In Clinton's speech Monday, she portrayed herself as "tested and ready" to be commander in chief, while accusing Obama of believing "that mediation and meetings without preconditions will solve some of the world's most intractable problems." Obama has said he would go further than Clinton to meet with leaders of hostile nations, but he has also said he would prepare for those meetings carefully and would not be blind to the leaders' motives.
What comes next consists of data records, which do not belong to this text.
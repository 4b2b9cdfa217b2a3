use axum::extract::State;
use axum::response::Response;
use axum::routing::post;
use axum::{Form, Router};
use minijinja::context;

use cardbank_infra::mailer::ContactMessage;

use crate::app::{AppState, errors, views};
use crate::context::SessionHandle;

pub fn router() -> Router<AppState> {
    Router::new().route("/submitForm", post(submit_form))
}

/// Relay the contact form by email and thank the visitor.
pub async fn submit_form(
    State(state): State<AppState>,
    session: SessionHandle,
    Form(message): Form<ContactMessage>,
) -> Response {
    match state.banking.send_contact_message(&message).await {
        Ok(()) => views::page(
            &state,
            &session,
            None,
            "contact_success.html",
            context! { name => message.name },
        ),
        Err(e) => errors::flash_redirect(&session, &e, "/contact"),
    }
}
//! Bank persistence boundary.
//!
//! The banking service only talks to [`BankStore`]. Two implementations
//! exist: [`InMemoryBankStore`] for dev/tests and [`PostgresBankStore`].

pub mod in_memory;
pub mod postgres;

pub use in_memory::InMemoryBankStore;
pub use postgres::PostgresBankStore;

use std::sync::Arc;

use async_trait::async_trait;
use chrono::{DateTime, Utc};
use thiserror::Error;

use cardbank_auth::PasswordHash;
use cardbank_core::{CardNumber, UserId};
use cardbank_ledger::{Account, LedgerEntry, Posting, Receipt};

/// Columns with a uniqueness constraint.
#[derive(Debug, Clone, Copy, PartialEq, Eq)]
pub enum UniqueField {
    Email,
    CardNumber,
    ReceiptFileName,
}

impl core::fmt::Display for UniqueField {
    fn fmt(&self, f: &mut core::fmt::Formatter<'_>) -> core::fmt::Result {
        f.write_str(match self {
            UniqueField::Email => "email",
            UniqueField::CardNumber => "card number",
            UniqueField::ReceiptFileName => "receipt file name",
        })
    }
}

#[derive(Debug, Error)]
pub enum StoreError {
    #[error("duplicate {0}")]
    Duplicate(UniqueField),

    #[error("not found: {0}")]
    NotFound(String),

    /// A debit would have taken the account below zero. Nothing was written.
    #[error("insufficient funds on account {0}")]
    InsufficientFunds(UserId),

    #[error("storage backend error: {0}")]
    Backend(String),
}

/// A user row: the ledger's view of the account plus the credential.
#[derive(Debug, Clone, PartialEq, Eq)]
pub struct UserRecord {
    pub account: Account,
    pub password_hash: PasswordHash,
}

/// Persistence for users, ledger rows and receipt metadata.
#[async_trait]
pub trait BankStore: Send + Sync {
    /// Insert a new user. Fails with [`StoreError::Duplicate`] if the email
    /// or card number is taken.
    async fn insert_user(&self, user: UserRecord) -> Result<(), StoreError>;

    /// Look up by normalised email.
    async fn find_user_by_email(&self, email: &str) -> Result<Option<UserRecord>, StoreError>;

    async fn find_account(&self, id: UserId) -> Result<Option<Account>, StoreError>;

    async fn find_account_by_card(&self, card: &CardNumber)
    -> Result<Option<Account>, StoreError>;

    async fn card_number_exists(&self, card: &CardNumber) -> Result<bool, StoreError>;

    /// Apply every balance change and append every entry in one atomic
    /// unit. Debits are applied as deltas guarded against going negative.
    async fn commit_posting(&self, posting: &Posting) -> Result<(), StoreError>;

    /// All rows owned by `user_id`, newest first (ties by id, descending).
    async fn list_entries(&self, user_id: UserId) -> Result<Vec<LedgerEntry>, StoreError>;

    async fn insert_receipt(&self, receipt: &Receipt) -> Result<(), StoreError>;

    async fn find_receipt(&self, file_name: &str) -> Result<Option<Receipt>, StoreError>;

    /// Delete and return receipts created at or before `cutoff`.
    async fn remove_receipts_created_before(
        &self,
        cutoff: DateTime<Utc>,
    ) -> Result<Vec<Receipt>, StoreError>;
}

#[async_trait]
impl<S> BankStore for Arc<S>
where
    S: BankStore + ?Sized,
{
    async fn insert_user(&self, user: UserRecord) -> Result<(), StoreError> {
        (**self).insert_user(user).await
    }

    async fn find_user_by_email(&self, email: &str) -> Result<Option<UserRecord>, StoreError> {
        (**self).find_user_by_email(email).await
    }

    async fn find_account(&self, id: UserId) -> Result<Option<Account>, StoreError> {
        (**self).find_account(id).await
    }

    async fn find_account_by_card(
        &self,
        card: &CardNumber,
    ) -> Result<Option<Account>, StoreError> {
        (**self).find_account_by_card(card).await
    }

    async fn card_number_exists(&self, card: &CardNumber) -> Result<bool, StoreError> {
        (**self).card_number_exists(card).await
    }

    async fn commit_posting(&self, posting: &Posting) -> Result<(), StoreError> {
        (**self).commit_posting(posting).await
    }

    async fn list_entries(&self, user_id: UserId) -> Result<Vec<LedgerEntry>, StoreError> {
        (**self).list_entries(user_id).await
    }

    async fn insert_receipt(&self, receipt: &Receipt) -> Result<(), StoreError> {
        (**self).insert_receipt(receipt).await
    }

    async fn find_receipt(&self, file_name: &str) -> Result<Option<Receipt>, StoreError> {
        (**self).find_receipt(file_name).await
    }

    async fn remove_receipts_created_before(
        &self,
        cutoff: DateTime<Utc>,
    ) -> Result<Vec<Receipt>, StoreError> {
        (**self).remove_receipts_created_before(cutoff).await
    }
}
The attack that received the most pop on cable television and the blogs came after a photograph of Obama dressed in ceremonial African garb appeared on the Drudge Report, and the item's author, Matt Drudge, said the image was provided by a Clinton staff member.
The photo could be interpreted to suggest Muslim garb, and Obama has been nagged by erroneous rumors that he is or once was a Muslim. He is a Christian.
Obama campaign officials quickly denounced the Clinton camp's alleged role in circulating the photo.
"On the very day that Senator Clinton is giving a speech about restoring respect for America in the world, her campaign has engaged in the most shameful, offensive fear-mongering we've seen from either party in the election," Obama campaign manager David Plouffe said.
Clinton campaign officials didn't confirm or deny a role in the incident; instead, they tried to turn the tables on the Obama camp by saying its indignation over the photo's publication is itself an effort to divide and distract voters.
Maggie Williams, Clinton's new chief of staff, pointed out that Clinton was often photographed in Muslim garb when traveling on behalf of her husband in the 1990s.
"Enough," Williams wrote. "If Barack Obama's campaign wants to suggest that a photo of him wearing traditional Somali clothing is divisive, they should be ashamed. ...
"This is nothing more than an obvious and transparent attempt to distract from the serious issues confronting our country today and to attempt to create the very divisions they claim they decry."
On Monday, for the first time in a New York Times/CBS News Poll, Obama moved ahead of Clinton nationally, with 54 percent of Democratic primary voters saying they wanted to see him nominated, while 38 percent preferred Clinton. A new USA Today/Gallup Poll released Monday showed a similar result, 51 percent for Obama to 39 percent for Clinton.
These national polls do not predict the Democratic candidates' standings in individual states, notably Ohio and Texas. Most recent polls there show a neck-and-neck race in Texas and Clinton with a lead in Ohio; her campaign advisers say that if she prevails next Tuesday the race will begin anew.
Compiled from reports by The New York Times, Newsday, McClatchy Newspapers and The Washington Post.